Nearly 800 pages about the why, wherefore and how of the 20th Century's quickest, most personal and - possibly - least understood genocide. Obviously, it is not a fun read. But neither is it (surprisingly) particularly heart-wrenching, on a gut emotional level. Considering what is being discussed, this work almost astonishingly scientific. When one reads about the butchering of close to a million people within the span of 100 days, carried out in broad daylight in the very communities where the victims lived, oftentimes by those next to whom they'd lived for years, almost always with an arms cocktail that included rifles, grenades, machetes, nail-studded clubs, spears, bows and arrows, and even more basic implements like bicycle handlebars - when any thinking, rational human being contemplates this reality, it tends to boggle the mind. Even numerically: it is the literal equivalent (in the number of victims) of three (3) September 11ths every single day for over three months. In a country of 8 million people. Proportionally, given the population of the United States at the time, that would mean 23 million deaths in the US. Geographically, over a territory roughly the size of Vermont. How does one find enough imagination to conjure up such images and then even begin to make sense of them?
Well, this work breaks down the science of it, with separate sections for how the genocide developed at the national and at the local levels, what the international community was (not) doing at the time, and how it finally came to an end. It also has a fairly good summary section on what the political, social, economic, agricultural, ideological and other pertinent factors were in the few years preceding the genocide. As mentioned, it is not a particularly exciting read (I think all told it took me 2 years to wade my way through it cover to cover), but it is absolutely necessary.
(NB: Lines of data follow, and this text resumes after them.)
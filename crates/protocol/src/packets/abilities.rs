//! Abilities, adventure settings and game mode packets

use super::DataPacket;
use crate::codecs::*;
use crate::context::SerializerContext;
use crate::info::PacketKind;
use crate::types::AbilitiesData;
use bytes::{Buf, BytesMut};
use protobridge_core::{BridgeError, Result};

/// Abilities and permission levels of one player
#[derive(Debug, Clone, PartialEq)]
pub struct UpdateAbilitiesPacket {
    pub data: AbilitiesData,
}

impl DataPacket for UpdateAbilitiesPacket {
    const KIND: PacketKind = PacketKind::UpdateAbilities;

    fn encode(&self, buf: &mut BytesMut, _context: &SerializerContext) -> Result<()> {
        self.data.validate()?;
        self.data.write(buf);
        Ok(())
    }

    fn decode<B: Buf>(buf: &mut B, _context: &SerializerContext) -> Result<Self> {
        Ok(Self {
            data: AbilitiesData::read(buf)?,
        })
    }
}

/// World-level settings that used to live in the legacy adventure settings
#[derive(Debug, Clone, Copy, PartialEq, Eq, Default)]
pub struct UpdateAdventureSettingsPacket {
    pub no_attacking_mobs: bool,
    pub no_attacking_players: bool,
    pub world_immutable: bool,
    pub show_name_tags: bool,
    pub auto_jump: bool,
}

impl DataPacket for UpdateAdventureSettingsPacket {
    const KIND: PacketKind = PacketKind::UpdateAdventureSettings;

    fn encode(&self, buf: &mut BytesMut, _context: &SerializerContext) -> Result<()> {
        write_bool(buf, self.no_attacking_mobs);
        write_bool(buf, self.no_attacking_players);
        write_bool(buf, self.world_immutable);
        write_bool(buf, self.show_name_tags);
        write_bool(buf, self.auto_jump);
        Ok(())
    }

    fn decode<B: Buf>(buf: &mut B, _context: &SerializerContext) -> Result<Self> {
        Ok(Self {
            no_attacking_mobs: read_bool(buf)?,
            no_attacking_players: read_bool(buf)?,
            world_immutable: read_bool(buf)?,
            show_name_tags: read_bool(buf)?,
            auto_jump: read_bool(buf)?,
        })
    }
}

#[derive(Debug, Clone, Copy, PartialEq)]
pub enum AbilityValue {
    Bool(bool),
    Float(f32),
}

const VALUE_TYPE_BOOL: u8 = 1;
const VALUE_TYPE_FLOAT: u8 = 2;

/// Client asks to change one ability
///
/// # Format
/// ```text
/// {VARINT ability}{U8 value type}{BOOL bool value}{F32 float value}
/// ```
#[derive(Debug, Clone, Copy, PartialEq)]
pub struct RequestAbilityPacket {
    pub ability_id: i32,
    pub value: AbilityValue,
}

impl DataPacket for RequestAbilityPacket {
    const KIND: PacketKind = PacketKind::RequestAbility;

    fn encode(&self, buf: &mut BytesMut, _context: &SerializerContext) -> Result<()> {
        write_varint(buf, self.ability_id);
        let (value_type, bool_value, float_value) = match self.value {
            AbilityValue::Bool(v) => (VALUE_TYPE_BOOL, v, 0.0),
            AbilityValue::Float(v) => (VALUE_TYPE_FLOAT, false, v),
        };
        write_u8(buf, value_type);
        write_bool(buf, bool_value);
        write_f32_le(buf, float_value);
        Ok(())
    }

    fn decode<B: Buf>(buf: &mut B, _context: &SerializerContext) -> Result<Self> {
        let ability_id = read_varint(buf)?;
        let value_type = read_u8(buf)?;
        let bool_value = read_bool(buf)?;
        let float_value = read_f32_le(buf)?;
        let value = match value_type {
            VALUE_TYPE_BOOL => AbilityValue::Bool(bool_value),
            VALUE_TYPE_FLOAT => AbilityValue::Float(float_value),
            other => return Err(BridgeError::InvalidData(format!("Unknown ability value type {}", other))),
        };
        Ok(Self { ability_id, value })
    }
}

/// `{VARINT game mode}`
#[derive(Debug, Clone, Copy, PartialEq, Eq)]
pub struct SetPlayerGameTypePacket {
    pub game_mode: i32,
}

impl DataPacket for SetPlayerGameTypePacket {
    const KIND: PacketKind = PacketKind::SetPlayerGameType;

    fn encode(&self, buf: &mut BytesMut, _context: &SerializerContext) -> Result<()> {
        write_varint(buf, self.game_mode);
        Ok(())
    }

    fn decode<B: Buf>(buf: &mut B, _context: &SerializerContext) -> Result<Self> {
        Ok(Self {
            game_mode: read_varint(buf)?,
        })
    }
}
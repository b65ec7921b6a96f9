//! Binary codecs for the Bedrock-style wire format
//!
//! Fixed-width integers and floats are little-endian. Variable-length integers use
//! 7 data bits per byte with the high bit as continuation flag (LEB128); signed
//! variants are zigzag encoded first. Strings are prefixed with an unsigned varint
//! byte length.

use bytes::{Buf, BufMut, BytesMut};
use protobridge_core::{BlockPosition, BridgeError, Result, Vector3};
use uuid::Uuid;

/// Trait for structures that have one fixed binary layout
pub trait BinarySerializable: Sized {
    fn write(&self, buf: &mut BytesMut);
    fn read<B: Buf>(buf: &mut B) -> Result<Self>;
}

#[inline]
fn ensure<B: Buf>(buf: &B, needed: usize, what: &str) -> Result<()> {
    if buf.remaining() < needed {
        return Err(BridgeError::InvalidData(format!(
            "Not enough bytes for {} (need {}, have {})",
            what,
            needed,
            buf.remaining()
        )));
    }
    Ok(())
}

#[inline]
pub fn write_u8(buf: &mut BytesMut, val: u8) {
    buf.put_u8(val);
}

#[inline]
pub fn read_u8<B: Buf>(buf: &mut B) -> Result<u8> {
    ensure(buf, 1, "byte")?;
    Ok(buf.get_u8())
}

#[inline]
pub fn write_bool(buf: &mut BytesMut, val: bool) {
    buf.put_u8(val as u8);
}

#[inline]
pub fn read_bool<B: Buf>(buf: &mut B) -> Result<bool> {
    Ok(read_u8(buf)? != 0)
}

#[inline]
pub fn write_i16_le(buf: &mut BytesMut, val: i16) {
    buf.put_i16_le(val);
}

#[inline]
pub fn read_i16_le<B: Buf>(buf: &mut B) -> Result<i16> {
    ensure(buf, 2, "i16")?;
    Ok(buf.get_i16_le())
}

#[inline]
pub fn write_i32_le(buf: &mut BytesMut, val: i32) {
    buf.put_i32_le(val);
}

#[inline]
pub fn read_i32_le<B: Buf>(buf: &mut B) -> Result<i32> {
    ensure(buf, 4, "i32")?;
    Ok(buf.get_i32_le())
}

#[inline]
pub fn write_u32_le(buf: &mut BytesMut, val: u32) {
    buf.put_u32_le(val);
}

#[inline]
pub fn read_u32_le<B: Buf>(buf: &mut B) -> Result<u32> {
    ensure(buf, 4, "u32")?;
    Ok(buf.get_u32_le())
}

#[inline]
pub fn write_i64_le(buf: &mut BytesMut, val: i64) {
    buf.put_i64_le(val);
}

#[inline]
pub fn read_i64_le<B: Buf>(buf: &mut B) -> Result<i64> {
    ensure(buf, 8, "i64")?;
    Ok(buf.get_i64_le())
}

#[inline]
pub fn write_f32_le(buf: &mut BytesMut, val: f32) {
    buf.put_f32_le(val);
}

#[inline]
pub fn read_f32_le<B: Buf>(buf: &mut B) -> Result<f32> {
    ensure(buf, 4, "f32")?;
    Ok(buf.get_f32_le())
}

#[inline]
pub fn write_f64_le(buf: &mut BytesMut, val: f64) {
    buf.put_f64_le(val);
}

#[inline]
pub fn read_f64_le<B: Buf>(buf: &mut B) -> Result<f64> {
    ensure(buf, 8, "f64")?;
    Ok(buf.get_f64_le())
}

/// Write an unsigned 32-bit varint (1-5 bytes)
#[inline]
pub fn write_uvarint(buf: &mut BytesMut, val: u32) {
    write_uvarlong(buf, val as u64);
}

/// Read an unsigned 32-bit varint
///
/// Fails if the encoding runs past 5 bytes.
pub fn read_uvarint<B: Buf>(buf: &mut B) -> Result<u32> {
    let mut value: u32 = 0;
    for i in 0..5 {
        let byte = read_u8(buf)?;
        value |= ((byte & 0x7f) as u32) << (i * 7);
        if byte & 0x80 == 0 {
            return Ok(value);
        }
    }
    Err(BridgeError::InvalidData("VarInt did not terminate after 5 bytes".into()))
}

/// Write a zigzag-encoded signed 32-bit varint
#[inline]
pub fn write_varint(buf: &mut BytesMut, val: i32) {
    write_uvarint(buf, ((val << 1) ^ (val >> 31)) as u32);
}

#[inline]
pub fn read_varint<B: Buf>(buf: &mut B) -> Result<i32> {
    let raw = read_uvarint(buf)?;
    Ok(((raw >> 1) as i32) ^ -((raw & 1) as i32))
}

/// Write an unsigned 64-bit varint (1-10 bytes)
pub fn write_uvarlong(buf: &mut BytesMut, mut val: u64) {
    loop {
        let byte = (val & 0x7f) as u8;
        val >>= 7;
        if val == 0 {
            buf.put_u8(byte);
            return;
        }
        buf.put_u8(byte | 0x80);
    }
}

/// Read an unsigned 64-bit varint
///
/// Fails if the encoding runs past 10 bytes.
pub fn read_uvarlong<B: Buf>(buf: &mut B) -> Result<u64> {
    let mut value: u64 = 0;
    for i in 0..10 {
        let byte = read_u8(buf)?;
        value |= ((byte & 0x7f) as u64) << (i * 7);
        if byte & 0x80 == 0 {
            return Ok(value);
        }
    }
    Err(BridgeError::InvalidData("VarLong did not terminate after 10 bytes".into()))
}

#[inline]
pub fn write_varlong(buf: &mut BytesMut, val: i64) {
    write_uvarlong(buf, ((val << 1) ^ (val >> 63)) as u64);
}

#[inline]
pub fn read_varlong<B: Buf>(buf: &mut B) -> Result<i64> {
    let raw = read_uvarlong(buf)?;
    Ok(((raw >> 1) as i64) ^ -((raw & 1) as i64))
}

/// Write a length-prefixed byte string
#[inline]
pub fn write_bytes(buf: &mut BytesMut, val: &[u8]) {
    write_uvarint(buf, val.len() as u32);
    buf.put_slice(val);
}

/// Read a length-prefixed byte string
pub fn read_bytes<B: Buf>(buf: &mut B) -> Result<Vec<u8>> {
    let len = read_uvarint(buf)? as usize;
    ensure(buf, len, "string payload")?;
    let mut out = vec![0u8; len];
    buf.copy_to_slice(&mut out);
    Ok(out)
}

/// Write a length-prefixed UTF-8 string
#[inline]
pub fn write_string(buf: &mut BytesMut, val: &str) {
    write_bytes(buf, val.as_bytes());
}

/// Read a length-prefixed UTF-8 string
pub fn read_string<B: Buf>(buf: &mut B) -> Result<String> {
    let bytes = read_bytes(buf)?;
    String::from_utf8(bytes).map_err(|e| BridgeError::InvalidData(format!("Invalid UTF-8: {}", e)))
}

#[inline]
pub fn write_vec3(buf: &mut BytesMut, val: Vector3) {
    buf.put_f32_le(val.x);
    buf.put_f32_le(val.y);
    buf.put_f32_le(val.z);
}

/// Absent vectors are written as zero
#[inline]
pub fn write_vec3_nullable(buf: &mut BytesMut, val: Option<Vector3>) {
    write_vec3(buf, val.unwrap_or(Vector3::ZERO));
}

#[inline]
pub fn read_vec3<B: Buf>(buf: &mut B) -> Result<Vector3> {
    ensure(buf, 12, "vector3")?;
    Ok(Vector3::new(buf.get_f32_le(), buf.get_f32_le(), buf.get_f32_le()))
}

/// Write a block position
///
/// # Format
/// - varint x
/// - uvarint y (two's complement reinterpretation of the signed value)
/// - varint z
#[inline]
pub fn write_block_position(buf: &mut BytesMut, val: BlockPosition) {
    write_varint(buf, val.x);
    write_uvarint(buf, val.y as u32);
    write_varint(buf, val.z);
}

#[inline]
pub fn read_block_position<B: Buf>(buf: &mut B) -> Result<BlockPosition> {
    let x = read_varint(buf)?;
    let y = read_uvarint(buf)? as i32;
    let z = read_varint(buf)?;
    Ok(BlockPosition::new(x, y, z))
}

/// Write a UUID as two little-endian 64-bit halves
pub fn write_uuid(buf: &mut BytesMut, val: &Uuid) {
    let bytes = val.as_bytes();
    for half in bytes.chunks_exact(8) {
        for b in half.iter().rev() {
            buf.put_u8(*b);
        }
    }
}

pub fn read_uuid<B: Buf>(buf: &mut B) -> Result<Uuid> {
    ensure(buf, 16, "uuid")?;
    let mut bytes = [0u8; 16];
    buf.copy_to_slice(&mut bytes);
    bytes[0..8].reverse();
    bytes[8..16].reverse();
    Ok(Uuid::from_bytes(bytes))
}

#[inline]
pub fn write_actor_unique_id(buf: &mut BytesMut, val: i64) {
    write_varlong(buf, val);
}

#[inline]
pub fn read_actor_unique_id<B: Buf>(buf: &mut B) -> Result<i64> {
    read_varlong(buf)
}

#[inline]
pub fn write_actor_runtime_id(buf: &mut BytesMut, val: u64) {
    write_uvarlong(buf, val);
}

#[inline]
pub fn read_actor_runtime_id<B: Buf>(buf: &mut B) -> Result<u64> {
    read_uvarlong(buf)
}

/// Read a uvarint element count, rejecting counts the remaining buffer can't hold.
///
/// `min_element_size` is the smallest encoding of one element in bytes.
pub fn read_count<B: Buf>(buf: &mut B, min_element_size: usize) -> Result<usize> {
    let count = read_uvarint(buf)? as usize;
    if count.saturating_mul(min_element_size) > buf.remaining() {
        return Err(BridgeError::InvalidData(format!(
            "Element count {} exceeds remaining {} bytes",
            count,
            buf.remaining()
        )));
    }
    Ok(count)
}
//! Packet sub-structures shared by canonical and legacy packets

pub mod abilities;
pub mod entity;
pub mod item;
pub mod level;

pub use abilities::{AbilitiesData, AbilitiesLayer, CommandPermissions, PlayerPermissions};
pub use entity::{Attribute, AttributeModifier, EntityLink, EntityMetadata, MetadataProperty};
pub use item::{ItemStack, ItemStackWrapper};
pub use level::{
    BlockPaletteEntry, EducationUriResource, Experiments, GameRule, GameRuleValue, LevelOptions, LevelSettings,
    PlayerMovementSettings, SpawnSettings, WorldSettings,
};
use thiserror::Error;

use super::bounding_box::BoundingBox;

/// Errors raised by the face extraction and color clustering core.
///
/// All variants are local to one capture cycle; the caller skips the
/// cycle and retries on the next frame.
#[derive(Error, Debug, Clone, PartialEq)]
pub enum CoreError {
    #[error("invalid input: {0}")]
    InvalidInput(String),
    #[error("crop region {region} exceeds frame {frame_width}x{frame_height}")]
    OutOfBounds {
        region: BoundingBox,
        frame_width: u32,
        frame_height: u32,
    },
    #[error("no face detected")]
    DetectionEmpty,
}

impl CoreError {
    pub(crate) fn invalid(message: impl Into<String>) -> Self {
        CoreError::InvalidInput(message.into())
    }

    /// Whether the pipeline should skip the current cycle instead of failing.
    pub fn skips_cycle(&self) -> bool {
        matches!(
            self,
            CoreError::DetectionEmpty | CoreError::OutOfBounds { .. }
        )
    }
}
Because in the case of Rwanda, much of the press at the time (and an embarrassing amount since) tended to chalk up the unimaginable violence to things like "an explosion of centuries-old tribal hatreds," "uncontrolled, rogue Hutu militias," or vaguely racist notions about an innate propensity for violent self-destruction within African societies. This book shows - beyond a shadow of a doubt - that the genocide was an extremely well-ordered, long dreamed of plan by an elite power structure that loved bureaucratic structure almost as dearly as it hated its essentialized, racist notion of the Tutsi other. That there were ample warning signs of the impending tragedy before it occurred, mountains of evidence once it started that reached the highest levels of Western power, and extremely rational calculations about how to expand and finalize the slaughter once the genocidal regime understood the lack of willpower on the part of the West to intervene.
There is, of course, a paradox here, and one that I have never found the means to resolve. Those three months in Rwanda in 1994 are both completely incomprehensible at the most human level, and yet they can be fully, scientifically, thoroughly explained. I'm not sure there is any way to reconcile those two facts, but for the most complete example of the latter, this Human Rights Watch report is really the beginning and the end.